Folate receptor-positive circulating tumor cells in the preoperative diagnosis of indeterminate pulmonary nodules.

BACKGROUND: The use of FR + CTC to distinguish lung cancer from benign lung disease has been well studied. However, the effective method to differentiate precursor glandular lesions from benign/malignant pulmonary diseases is rare.
METHODS: 380 patients with indeterminate pulmonary nodules were prospectively recruited. Peripheral blood samples were collected from all participants before surgery for analyzing FR + CTC levels. The performance of FR + CTC to identify lung precursor lesions were analyzed by receiver operating characteristic (ROC) curve.
RESULTS: FR + CTC can effectively differentiate precursor from benign pulmonary diseases in all included patients (cutoff: 9.22 FU/3 ml, AUC = 0.807, (p < 0.0001, sensitivity: 69.17%, specificity: 82.46%) and patients with single pulmonary lesion (cutoff: 9.03 FU/3 ml, AUC = 0.842, p = 0.0001, sensitivity: 75.20%, specificity: 83.00%).

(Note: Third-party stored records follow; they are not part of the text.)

// massive_world_physics/server/src/systems/physics/force_system.rs
use super::manager::PhysicsManager;
use super::reactor::PhysicsReactor;
use crate::core::error::{PhysicsError, PhysicsResult};
use crate::core::types::{EntityId, MoveEntityFlags, Vec3};
use crate::world::Game;
use tracing::trace;

/// Two-slot toggle selecting which force accumulator is read and which is written.
///
/// Flipped once at the start of every tick, so forces written during tick N are
/// consumed by tick N + 1.
#[derive(Debug, Clone, Copy, Default, PartialEq, Eq)]
pub struct ForceReadWriteIndex {
    state: bool,
}

impl ForceReadWriteIndex {
    pub fn read_index(&self) -> usize {
        if self.state { 1 } else { 0 }
    }

    pub fn write_index(&self) -> usize {
        if self.state { 0 } else { 1 }
    }

    pub fn swap(&mut self) {
        self.state = !self.state;
    }
}

/// One entity's share of a force system: a kinematic push along a fixed direction.
#[derive(Debug, Clone, PartialEq)]
pub struct ForceSystemMember {
    entity_id: EntityId,
    direction: Vec3,
    speed: f32,
    acceleration: f32,
    time: f32,
}

impl ForceSystemMember {
    pub fn new(entity_id: EntityId, direction: Vec3, speed: f32, acceleration: f32, time: f32) -> PhysicsResult<Self> {
        let direction = direction
            .try_normalize()
            .ok_or_else(|| PhysicsError::InvalidForce(format!("direction {:?} cannot be normalized", direction)))?;
        if !speed.is_finite() || !acceleration.is_finite() {
            return Err(PhysicsError::InvalidForce(format!(
                "speed {} and acceleration {} must be finite",
                speed, acceleration
            )));
        }
        if !time.is_finite() || time < 0.0 {
            return Err(PhysicsError::InvalidForce(format!("remaining time {} must be non-negative", time)));
        }
        Ok(ForceSystemMember { entity_id, direction, speed, acceleration, time })
    }

    pub fn entity_id(&self) -> EntityId {
        self.entity_id
    }

    pub fn direction(&self) -> Vec3 {
        self.direction
    }

    pub fn speed(&self) -> f32 {
        self.speed
    }

    pub fn acceleration(&self) -> f32 {
        self.acceleration
    }

    pub fn time(&self) -> f32 {
        self.time
    }

    /// Time consumed and distance covered by the next step of at most `dt` seconds.
    pub fn step(&self, dt: f32) -> (f32, f32) {
        let time = dt.min(self.time);
        let distance = self.speed * time + self.acceleration * time * time / 2.0;
        (time, distance)
    }

    fn advance(&mut self, time: f32) {
        self.time -= time;
        self.speed += self.acceleration * time;
    }
}

#[derive(Debug, Clone, PartialEq)]
pub struct ForceSystem {
    name: String,
    members: Vec<ForceSystemMember>,
}

impl ForceSystem {
    pub fn new(name: impl Into<String>) -> Self {
        ForceSystem { name: name.into(), members: Vec::new() }
    }

    pub fn with_member(mut self, member: ForceSystemMember) -> Self {
        self.members.push(member);
        self
    }

    pub fn name(&self) -> &str {
        &self.name
    }

    pub fn members(&self) -> &[ForceSystemMember] {
        &self.members
    }

    pub fn is_empty(&self) -> bool {
        self.members.is_empty()
    }
}

impl PhysicsManager {
    /// Promotes pending systems, advances every active one by a fixed step and
    /// drops the systems with no active member left.
    pub(super) fn apply_force_systems(&mut self, game: &mut Game, reactor: &mut dyn PhysicsReactor) {
        self.active_force_systems.append(&mut self.pending_force_systems);

        let mut systems = std::mem::take(&mut self.active_force_systems);
        systems.retain_mut(|system| {
            let complete = self.apply_force_system_check_completion(game, reactor, system);
            if complete {
                trace!("Force system '{}' completed", system.name);
            }
            !complete
        });
        self.active_force_systems = systems;
    }

    fn apply_force_system_check_completion(
        &mut self,
        game: &mut Game,
        reactor: &mut dyn PhysicsReactor,
        system: &mut ForceSystem,
    ) -> bool {
        let mut complete = true;
        let mut members = std::mem::take(&mut system.members);
        members.retain_mut(|member| {
            let active = self.apply_force_member(game, reactor, member);
            complete &= !active;
            active
        });
        system.members = members;
        complete
    }

    /// Residual motion is applied only to entities already flagged destroyed;
    /// live entities are moved through external forces instead.
    fn apply_force_member(
        &mut self,
        game: &mut Game,
        reactor: &mut dyn PhysicsReactor,
        member: &mut ForceSystemMember,
    ) -> bool {
        let entity_id = member.entity_id;
        let start = match game.in_world_entity(entity_id) {
            Some(entity) if entity.is_destroyed() => entity.position,
            _ => return false,
        };

        let (time, distance) = member.step(self.config.fixed_time_between_updates_secs);
        let vector = member.direction * distance;
        let flags = MoveEntityFlags::SEND_TO_OWNER
            | MoveEntityFlags::SEND_TO_CLIENTS
            | MoveEntityFlags::SWEEP_COLLIDE
            | MoveEntityFlags::RESIDUAL_MOTION;
        let moved = self.move_entity(game, reactor, entity_id, vector, flags);

        let end = game.entities.get(entity_id).map_or(start, |entity| entity.position);
        let collision = (start + vector - end).length_squared() > self.config.force_collision_threshold_sq;
        member.advance(time);

        if moved {
            reactor.on_navigation_influence_changed(entity_id);
        }
        trace!(
            "Force member for entity {} moved {:.3} (collision: {}, remaining {:.3}s)",
            entity_id,
            (end - start).length(),
            collision,
            member.time
        );

        !collision && member.time.abs() >= self.config.force_time_epsilon
    }
}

However, FR + CTC cannot differentiate precursor from benign pulmonary diseases in multiple lesions patients (p = 0.110). FR + CTC neither differentiate precursor from malignant pulmonary lesions in all included patients (p = 0.715), single nor multiple lesions patients (p = 0.867, p = 0.692, respectively). Total number of pulmonary nodules, MTD, location (lower vs upper) were independent risk factors for malignancy (AOR, 95% CI: 3.104 (1.525, 6.316), 3.148 (1.722, 5.754), 2.098 (1.132, 3.888), respectively.
CONCLUSION: Preoperative FR + CTC can be identified in precursor glandular lesions and utilized to differentiate from benign pulmonary diseases. Total number of pulmonary nodules, MTD, location (lower vs upper) were independent risk factors for malignancy.

INTRODUCTION

Adenocarcinoma in situ (AIS) was formerly classified as a subtype of lung adenocarcinoma that is usually considered pre‐invasive. According to the definition of the International Association for the Study of Lung Cancer (IASLC, 2011 edition), the American Thoracic Society (ATS) classification in 2011, and the European Respiratory Society (ERS) classification in 2011, AIS is a localized adenocarcinoma lesion of less than or equal to 3 cm with pure lepidic growth pattern. In WHO classification of thoracic tumors (5th edition) 2021, AIS and atypical adenomatous hyperplasia (AAH) were adjusted from preinvasive lesions to precursor glandular lesions.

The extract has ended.